It's been a great month for The Speculative Scotsman. There's been at least one article published every day since the blog launched on January 1st, running the gamut from commentary to reviews and from news round-ups to more original content, the likes of which proved such a resounding success yesterday. There's already a great deal on TSS that I'm proud of, not to mention several write-ups that have resonated in one way or another with readers old and new.
Hot Toddy, I'm afraid, has not yet fallen into either category. Bestsellers, it seems, are a curious business. To say they're deathly predictable here in the UK is a dramatic understatement; if it's not Stephanie Meyer or Charlaine Harris, the book-buying masses don't seem to give a damn. Neither does Amazon's variety of hourly-updated charts seem an appropriate nor an accurate measure of what's hot and what's not in fiction, film and video-games.

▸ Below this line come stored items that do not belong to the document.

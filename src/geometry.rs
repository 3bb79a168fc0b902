//! Rectangle arithmetic in image pixel coordinates.

/// An axis-aligned rectangle in image pixel coordinates.
///
/// This is the exchange type between detection, masking, and sequencing: a
/// detected, manually drawn, or batch candidate region is always normalized
/// to this shape before mask construction.
#[derive(Debug, Clone, Copy, PartialEq, Eq)]
pub struct Rect {
    /// X coordinate of the top-left corner.
    pub x: u32,
    /// Y coordinate of the top-left corner.
    pub y: u32,
    /// Width in pixels.
    pub width: u32,
    /// Height in pixels.
    pub height: u32,
}

impl Rect {
    /// Create a rectangle from its top-left corner and dimensions.
    #[must_use]
    pub fn new(x: u32, y: u32, width: u32, height: u32) -> Self {
        Self {
            x,
            y,
            width,
            height,
        }
    }

    /// Area in pixels.
    #[must_use]
    pub fn area(&self) -> u64 {
        u64::from(self.width) * u64::from(self.height)
    }

    /// Whether the rectangle covers no pixels.
    #[must_use]
    pub fn is_empty(&self) -> bool {
        self.width == 0 || self.height == 0
    }

    /// Intersect with the image bounds `(img_w, img_h)`.
    ///
    /// Returns `None` when the rectangle lies entirely outside the image
    /// (empty intersection), otherwise the clipped rectangle with
    /// `x + width <= img_w` and `y + height <= img_h`.
    #[must_use]
    pub fn clamped(&self, img_w: u32, img_h: u32) -> Option<Self> {
        if self.x >= img_w || self.y >= img_h {
            return None;
        }
        let width = self.width.min(img_w - self.x);
        let height = self.height.min(img_h - self.y);
        if width == 0 || height == 0 {
            return None;
        }
        Some(Self {
            x: self.x,
            y: self.y,
            width,
            height,
        })
    }

    /// Expand by `padding` pixels on every side, clamped to the image bounds.
    ///
    /// Width and height each grow by at most `2 * padding`.
    #[must_use]
    pub fn padded(&self, padding: u32, img_w: u32, img_h: u32) -> Self {
        let x = self.x.saturating_sub(padding);
        let y = self.y.saturating_sub(padding);
        let right = (self.x.saturating_add(self.width))
            .saturating_add(padding)
            .min(img_w);
        let bottom = (self.y.saturating_add(self.height))
            .saturating_add(padding)
            .min(img_h);
        Self {
            x,
            y,
            width: right.saturating_sub(x),
            height: bottom.saturating_sub(y),
        }
    }

    /// Scale width and height by `factor`, flooring to whole pixels.
    ///
    /// The top-left corner is unchanged.
    #[must_use]
    pub fn scaled(&self, factor: f32) -> Self {
        #[allow(clippy::cast_precision_loss, clippy::cast_possible_truncation, clippy::cast_sign_loss)]
        let (width, height) = (
            (self.width as f32 * factor).floor().max(0.0) as u32,
            (self.height as f32 * factor).floor().max(0.0) as u32,
        );
        Self {
            x: self.x,
            y: self.y,
            width,
            height,
        }
    }
}
//! Vision engine handle and region-reconstruction sequencing.
//!
//! [`VisionEngine`] is an explicit handle to the vision primitives with a
//! readiness gate: every detection or reconstruction call checks readiness
//! first and fails with [`Error::EngineNotReady`] rather than queuing. The
//! handle holds no per-invocation state, so concurrent invocations are
//! independent.

use std::path::{Path, PathBuf};
use std::str::FromStr;
use std::sync::atomic::{AtomicBool, Ordering};

use image::{DynamicImage, ImageFormat, RgbaImage};

use crate::detection;
use crate::error::{Error, Result};
use crate::geometry::Rect;
use crate::inpaint::{self, InpaintMethod};
use crate::mask::{self, DEFAULT_PADDING};

/// Precision factors at or above this leave the selected region unchanged.
const PRECISION_NEUTRAL: f32 = 0.9;

/// Operating mode for a reconstruction pass.
#[derive(Debug, Clone, PartialEq, Eq)]
pub enum Mode {
    /// Locate the watermark region automatically, then reconstruct it.
    Automatic,
    /// Reconstruct a caller-supplied region (padded before masking).
    Manual(Rect),
    /// Reconstruct a sequence of candidate regions, one pass per region,
    /// each pass's output feeding the next pass's input.
    Batch(Vec<Rect>),
}

/// Operating-mode name, for parsing caller requests into a [`Mode`].
#[derive(Debug, Clone, Copy, PartialEq, Eq)]
pub enum ModeKind {
    /// Automatic detection.
    Automatic,
    /// Manual region selection.
    Manual,
    /// Multi-region batch.
    Batch,
}

impl FromStr for ModeKind {
    type Err = Error;

    fn from_str(s: &str) -> Result<Self> {
        match s {
            "auto" | "automatic" => Ok(Self::Automatic),
            "manual" => Ok(Self::Manual),
            "batch" => Ok(Self::Batch),
            other => Err(Error::UnknownMode(other.to_string())),
        }
    }
}
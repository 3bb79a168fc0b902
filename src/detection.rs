//! Edge-contour watermark localization.
//!
//! Finds the most plausible watermark-shaped rectangle in an image:
//! 1. Luminance grayscale conversion
//! 2. Canny edge map with hysteresis thresholding
//! 3. External contour extraction
//! 4. Largest bounding rectangle under an area cap (watermarks are assumed
//!    to occupy a minority of the frame)

use image::{GrayImage, Luma, RgbaImage};
use imageproc::contours::{find_contours, BorderType};
use imageproc::edges::canny;
use imageproc::point::Point;

use crate::geometry::Rect;

/// Canny hysteresis low threshold: weak edges above this survive when
/// connected to a strong edge.
pub const CANNY_LOW: f32 = 50.0;
/// Canny hysteresis high threshold: gradient magnitudes above this are edges.
pub const CANNY_HIGH: f32 = 200.0;
/// Candidates covering at least this fraction of the frame are rejected as
/// background or border artifacts.
pub const MAX_AREA_RATIO: f64 = 0.3;

/// Convert an RGBA image to grayscale.
///
/// Uses luminance formula: `0.299*R + 0.587*G + 0.114*B`.
#[must_use]
pub fn to_grayscale(image: &RgbaImage) -> GrayImage {
    let mut gray = GrayImage::new(image.width(), image.height());
    for (src, dst) in image.pixels().zip(gray.pixels_mut()) {
        let lum =
            0.299 * f32::from(src[0]) + 0.587 * f32::from(src[1]) + 0.114 * f32::from(src[2]);
        #[allow(clippy::cast_possible_truncation, clippy::cast_sign_loss)]
        {
            *dst = Luma([lum.round().clamp(0.0, 255.0) as u8]);
        }
    }
    gray
}

/// Locate the most plausible watermark rectangle in `image`.
///
/// Returns `None` when no contour qualifies (e.g. a blank uniform image, or
/// every contour spans too much of the frame). Ties on area keep the first
/// contour found in extraction order.
#[must_use]
pub fn detect_region(image: &RgbaImage) -> Option<Rect> {
    let gray = to_grayscale(image);
    let edge_map = canny(&gray, CANNY_LOW, CANNY_HIGH);
    let contours = find_contours::<i32>(&edge_map);

    let frame_area = u64::from(image.width()) * u64::from(image.height());
    #[allow(clippy::cast_precision_loss)]
    let area_cap = MAX_AREA_RATIO * frame_area as f64;

    let mut best: Option<Rect> = None;
    for contour in &contours {
        // Only outermost boundaries; nested contours are ignored.
        if contour.border_type != BorderType::Outer || contour.parent.is_some() {
            continue;
        }
        let Some(rect) = bounding_rect(&contour.points) else {
            continue;
        };
        #[allow(clippy::cast_precision_loss)]
        if rect.area() == 0 || rect.area() as f64 >= area_cap {
            continue;
        }
        if best.is_none_or(|b| rect.area() > b.area()) {
            best = Some(rect);
        }
    }
    best
}

/// Axis-aligned bounding rectangle of a contour's points.
#[allow(clippy::cast_sign_loss)]
fn bounding_rect(points: &[Point<i32>]) -> Option<Rect> {
    let first = points.first()?;
    let (mut min_x, mut min_y, mut max_x, mut max_y) = (first.x, first.y, first.x, first.y);
    for p in points {
        min_x = min_x.min(p.x);
        min_y = min_y.min(p.y);
        max_x = max_x.max(p.x);
        max_y = max_y.max(p.y);
    }
    Some(Rect::new(
        min_x as u32,
        min_y as u32,
        (max_x - min_x + 1) as u32,
        (max_y - min_y + 1) as u32,
    ))
}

You might not think it, but cobbling together some snark each week to fill out the star-studded Top 25s can be a beast of an amount of work, and when it's done, I don't feel as if I've added anything new to the great conversation. Above all else, that's what I want The Speculative Scotsman to represent, and though I don't admit defeat easily, after starting on this week's Hot Toddy only to see how similar the latest charts were to last week's, which were in their turn near-enough identical to the week before's, I think it might be for the best to nip this one in the bud
So. There won't be a new Hot Toddy this week, and perhaps not next week, either. I'm going to take some time to think about how to present the charts properly, retool the foundations of this recurring write-up some and bring it back, when it's done, in a better form.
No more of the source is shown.